Este enfoque no solo es superficial, sino también peligroso. Cuando la política se
reduce a un show, los ciudadanos pierden la capacidad de discernir entre las opciones
reales y las ilusorias, ya que además de política deben buscar el sustento diario en
una realidad empobrecedora. También, la fragmentación del voto que genera esta
multiplicidad de candidaturas sin sustento puede llevar a resultados electorales poco
representativos, donde el ganador obtiene una victoria pírrica con un porcentaje
mínimo de apoyo, como sucedía en la época de la democracia pactada. Esto, a su
vez, debilita la legitimidad de los gobiernos y dificulta la implementación de políticas
públicas efectivas.
Otro aspecto preocupante es la falta de propuestas integrales por parte de muchos
candidatos. En lugar de abordar los problemas desde una perspectiva holística, que
tenga en cuenta las interconexiones entre lo económico, lo político y lo social, muchos
aspirantes se limitan a ofrecer soluciones parciales o simplistas. Por ejemplo, es
común escuchar promesas de reducir impuestos sin explicar cómo se financiarán los
servicios públicos, o propuestas de aumentar el gasto social sin mencionar de dónde
saldrán los recursos.Esta falta de rigor no solo refleja una visión miope de la realidad, sino también un
desprecio por la inteligencia de los ciudadanos. Los votantes merecen candidatos que
les hablen con la verdad, que les expliquen los desafíos que enfrenta el país y que les
presenten propuestas realistas para superarlos. En lugar de eso, lo que reciben son
discursos vacíos, llenos de lugares comunes y carentes de contenido, además de
publicidad y gigantografías que no explican el cómo y solamente procuran ser
efectistas.
En este contexto, es fundamental que los ciudadanos exijan más de sus candidatos.

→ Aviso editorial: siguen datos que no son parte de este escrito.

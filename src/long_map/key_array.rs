use crate::common::constants::MAX_SORT_DEFERRALS;

use std::sync::Arc;

/// What is known about the order of a key array.
#[derive(Clone, Copy, Debug, PartialEq, Eq)]
pub(crate) enum Sortedness {
    /// Ascending, no duplicates.
    Sorted,
    /// Known to be out of order.
    Unsorted,
    /// Never checked. `deferrals` counts the sort requests answered without
    /// sorting so far.
    Unknown { deferrals: u8 },
}

/// Where a pending overflow key sits relative to the tail of a key array.
#[derive(Clone, Copy, Debug, PartialEq, Eq)]
pub(crate) enum OverflowOrder {
    Larger,
    Smaller,
    Unknown,
}

/// A list of distinct keys, possibly shared with callers.
///
/// Mutation copies the list first when a caller still holds it.
#[derive(Clone, Debug)]
pub(crate) struct KeyArray {
    keys: Arc<Vec<i64>>,
    order: Sortedness,
}

impl KeyArray {
    pub(crate) fn single(key: i64) -> Self {
        Self {
            keys: Arc::new(vec![key]),
            order: Sortedness::Sorted,
        }
    }

    /// Wraps a caller's list without copying it. The keys must be distinct.
    pub(crate) fn shared(keys: Arc<Vec<i64>>, order: Sortedness) -> Self {
        Self { keys, order }
    }

    /// Collects `keys`, whose order is not known.
    pub(crate) fn collect(keys: impl IntoIterator<Item = i64>) -> Self {
        Self {
            keys: Arc::new(keys.into_iter().collect()),
            order: Sortedness::Unknown { deferrals: 0 },
        }
    }

    #[inline]
    pub(crate) fn len(&self) -> usize {
        self.keys.len()
    }

    #[inline]
    pub(crate) fn as_slice(&self) -> &[i64] {
        &self.keys
    }

    pub(crate) fn is_sorted(&self) -> bool {
        self.order == Sortedness::Sorted
    }

    /// Returns `true` if a caller still holds this list.
    pub(crate) fn is_shared(&self) -> bool {
        Arc::strong_count(&self.keys) > 1
    }

    pub(crate) fn last(&self) -> Option<i64> {
        self.keys.last().copied()
    }

    /// Binary search when the list is known to be sorted, linear scan
    /// otherwise.
    pub(crate) fn contains(&self, key: i64) -> bool {
        if self.is_sorted() {
            self.keys.binary_search(&key).is_ok()
        } else {
            self.keys.contains(&key)
        }
    }

    /// Tells where `key` would land relative to the tail.
    pub(crate) fn order_of(&self, key: i64) -> OverflowOrder {
        match (self.order, self.last()) {
            (Sortedness::Sorted, Some(last)) if key > last => OverflowOrder::Larger,
            (_, Some(last)) if key < last => OverflowOrder::Smaller,
            _ => OverflowOrder::Unknown,
        }
    }

    /// Appends a key that is not in the list yet. `order` is where it lands
    /// relative to the current tail.
    pub(crate) fn push(&mut self, key: i64, order: OverflowOrder) {
        debug_assert!(!self.keys.contains(&key));
        self.order = match (self.order, order) {
            (Sortedness::Sorted, OverflowOrder::Larger) => Sortedness::Sorted,
            (_, OverflowOrder::Smaller) | (Sortedness::Unsorted, _) => Sortedness::Unsorted,
            _ => Sortedness::Unknown { deferrals: 0 },
        };
        Arc::make_mut(&mut self.keys).push(key);
    }

    /// Sorts the list if it is not known to be sorted. A list never checked
    /// before is only inspected, and copied only if it is out of order.
    pub(crate) fn sort(&mut self) {
        match self.order {
            Sortedness::Sorted => {}
            Sortedness::Unknown { .. } if is_ascending(&self.keys) => {
                self.order = Sortedness::Sorted;
            }
            _ => {
                Arc::make_mut(&mut self.keys).sort_unstable();
                self.order = Sortedness::Sorted;
            }
        }
    }

    /// Sorts the list unless its order is unknown and fewer than
    /// `MAX_SORT_DEFERRALS` requests were deferred already. Returns `true` if
    /// the list is sorted afterwards.
    pub(crate) fn sort_if_needed(&mut self) -> bool {
        match self.order {
            Sortedness::Sorted => true,
            Sortedness::Unknown { deferrals } if deferrals < MAX_SORT_DEFERRALS => {
                self.order = Sortedness::Unknown {
                    deferrals: deferrals + 1,
                };
                false
            }
            _ => {
                self.sort();
                true
            }
        }
    }

    pub(crate) fn to_shared(&self) -> Arc<Vec<i64>> {
        Arc::clone(&self.keys)
    }
}

fn is_ascending(keys: &[i64]) -> bool {
    keys.windows(2).all(|w| w[0] < w[1])
}

#[cfg(test)]
mod tests {
    use super::{KeyArray, OverflowOrder, Sortedness};
    use std::sync::Arc;

    #[test]
    fn push_tracks_the_order() {
        let mut keys = KeyArray::single(10);
        assert_eq!(keys.order_of(20), OverflowOrder::Larger);
        keys.push(20, OverflowOrder::Larger);
        assert!(keys.is_sorted());

        assert_eq!(keys.order_of(5), OverflowOrder::Smaller);
        keys.push(5, OverflowOrder::Smaller);
        assert_eq!(keys.order, Sortedness::Unsorted);
        assert!(keys.contains(5));
        assert!(!keys.contains(7));

        keys.sort();
        assert_eq!(keys.as_slice(), &[5, 10, 20]);
        assert!(keys.contains(20));
    }

    #[test]
    fn mutation_copies_a_shared_list() {
        let caller = Arc::new(vec![3, 1, 2]);
        let mut keys = KeyArray::shared(Arc::clone(&caller), Sortedness::Unsorted);
        assert!(keys.is_shared());

        keys.sort();
        assert_eq!(keys.as_slice(), &[1, 2, 3]);
        assert_eq!(*caller, vec![3, 1, 2]);
        assert!(!keys.is_shared());
    }

    #[test]
    fn ascending_unknown_list_is_not_copied() {
        let caller = Arc::new(vec![1, 2, 3]);
        let mut keys = KeyArray::shared(Arc::clone(&caller), Sortedness::Unknown { deferrals: 0 });
        keys.sort();
        assert!(keys.is_sorted());
        assert!(Arc::ptr_eq(&keys.to_shared(), &caller));
    }

    #[test]
    fn sort_is_deferred_twice() {
        let mut keys = KeyArray::collect([4, 2, 9]);
        assert!(!keys.sort_if_needed());
        assert!(!keys.sort_if_needed());
        assert_eq!(keys.as_slice(), &[4, 2, 9]);
        assert!(keys.sort_if_needed());
        assert_eq!(keys.as_slice(), &[2, 4, 9]);

        // A list known to be out of order is sorted right away.
        let mut keys = KeyArray::single(8);
        keys.push(1, OverflowOrder::Smaller);
        assert!(keys.sort_if_needed());
        assert_eq!(keys.as_slice(), &[1, 8]);
    }
}
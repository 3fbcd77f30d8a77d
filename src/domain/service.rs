// SPDX-License-Identifier: MIT OR Apache-2.0

//! Schema resolver trait definition.
//!
//! This module defines the `SchemaResolver` trait, the main interface of the crate.
//! It provides the four resolution operations: strict, optional, defaulting and
//! enum validation.

use crate::domain::{DefaultingSchema, ResolvedConfig, Result, Schema};

/// Resolves schemas against an environment.
///
/// Every operation is a single synchronous pass with no retry. Errors are
/// returned on the first malformed value; only absence in [`require`] is
/// collected across all keys before failing.
///
/// [`require`]: SchemaResolver::require
///
/// # Examples
///
/// ```rust
/// use envschema::adapters::MapEnv;
/// use envschema::domain::{PrimitiveType, Schema, SchemaResolver};
/// use envschema::service::EnvResolver;
///
/// fn port(resolver: &dyn SchemaResolver) -> Option<f64> {
///     let schema = Schema::new().field("PORT", PrimitiveType::Number);
///     resolver.optional(&schema).ok()?.get_f64("PORT")
/// }
///
/// let resolver = EnvResolver::new(MapEnv::from_pairs([("PORT", "8080")]));
/// assert_eq!(port(&resolver), Some(8080.0));
/// ```
pub trait SchemaResolver {
    /// Resolves a schema in which every key is required.
    ///
    /// # Returns
    ///
    /// * `Ok(ResolvedConfig)` - Every schema key with its coerced value
    /// * `Err(EnvError::MissingKeys)` - All absent keys, in schema order
    /// * `Err(EnvError::InvalidNumber | InvalidBoolean)` - The first malformed value
    fn require(&self, schema: &Schema) -> Result<ResolvedConfig>;

    /// Resolves a schema in which every key is optional.
    ///
    /// Absent keys are left out of the result. Malformed present values still fail.
    fn optional(&self, schema: &Schema) -> Result<ResolvedConfig>;

    /// Resolves a schema in which every key has a default.
    ///
    /// Absent keys take their default unchanged. Malformed present values fail.
    fn with_defaults(&self, schema: &DefaultingSchema) -> Result<ResolvedConfig>;

    /// Checks that a value belongs to an allow-set.
    ///
    /// When `value` is `None` the key is read from the environment.
    ///
    /// # Returns
    ///
    /// * `Ok(&str)` - The matching entry of `allowed`
    /// * `Err(EnvError::MissingKey)` - No value was given and the key is absent
    /// * `Err(EnvError::InvalidEnumValue)` - The value is not in `allowed`
    fn validate_enum<'a>(
        &self,
        key: &str,
        allowed: &'a [&'a str],
        value: Option<&str>,
    ) -> Result<&'a str>;
}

No basta con que un aspirante sea carismático o tenga una historia inspiradora; lo que
importa son sus ideas, sus propuestas integrales y su capacidad para llevarlas a cabo.
Los votantes deben ser críticos, informarse sobre las opciones que tienen y exigir
debates serios y profundos. Solo así podremos evitar que la política se convierta en un
circo y asegurar que quienes lleguen al poder estén realmente preparados para
gobernar.
La democracia es un sistema imperfecto, pero es el mejor que tenemos. Sin embargo,
para que funcione, requiere de ciudadanos informados, críticos y participativos, así
como de líderes serios, preparados y comprometidos con el bien común. La
proliferación de candidaturas sin sustento y la fragmentación del voto son síntomas de
un sistema que necesita reformas, pero también de una sociedad que debe exigir más
de sus representantes.
Es hora de dejar atrás el show y volver a la política de las ideas. Necesitamos
candidatos que nos hablen con la verdad, que presenten propuestas integrales y que
estén dispuestos a trabajar por el bien de todos, no solo por su propio beneficio. Solo
así podremos construir un futuro más justo, más próspero y democrático. La pelota,
como siempre, está en nuestra cancha, reflexionar, razonar, decidir.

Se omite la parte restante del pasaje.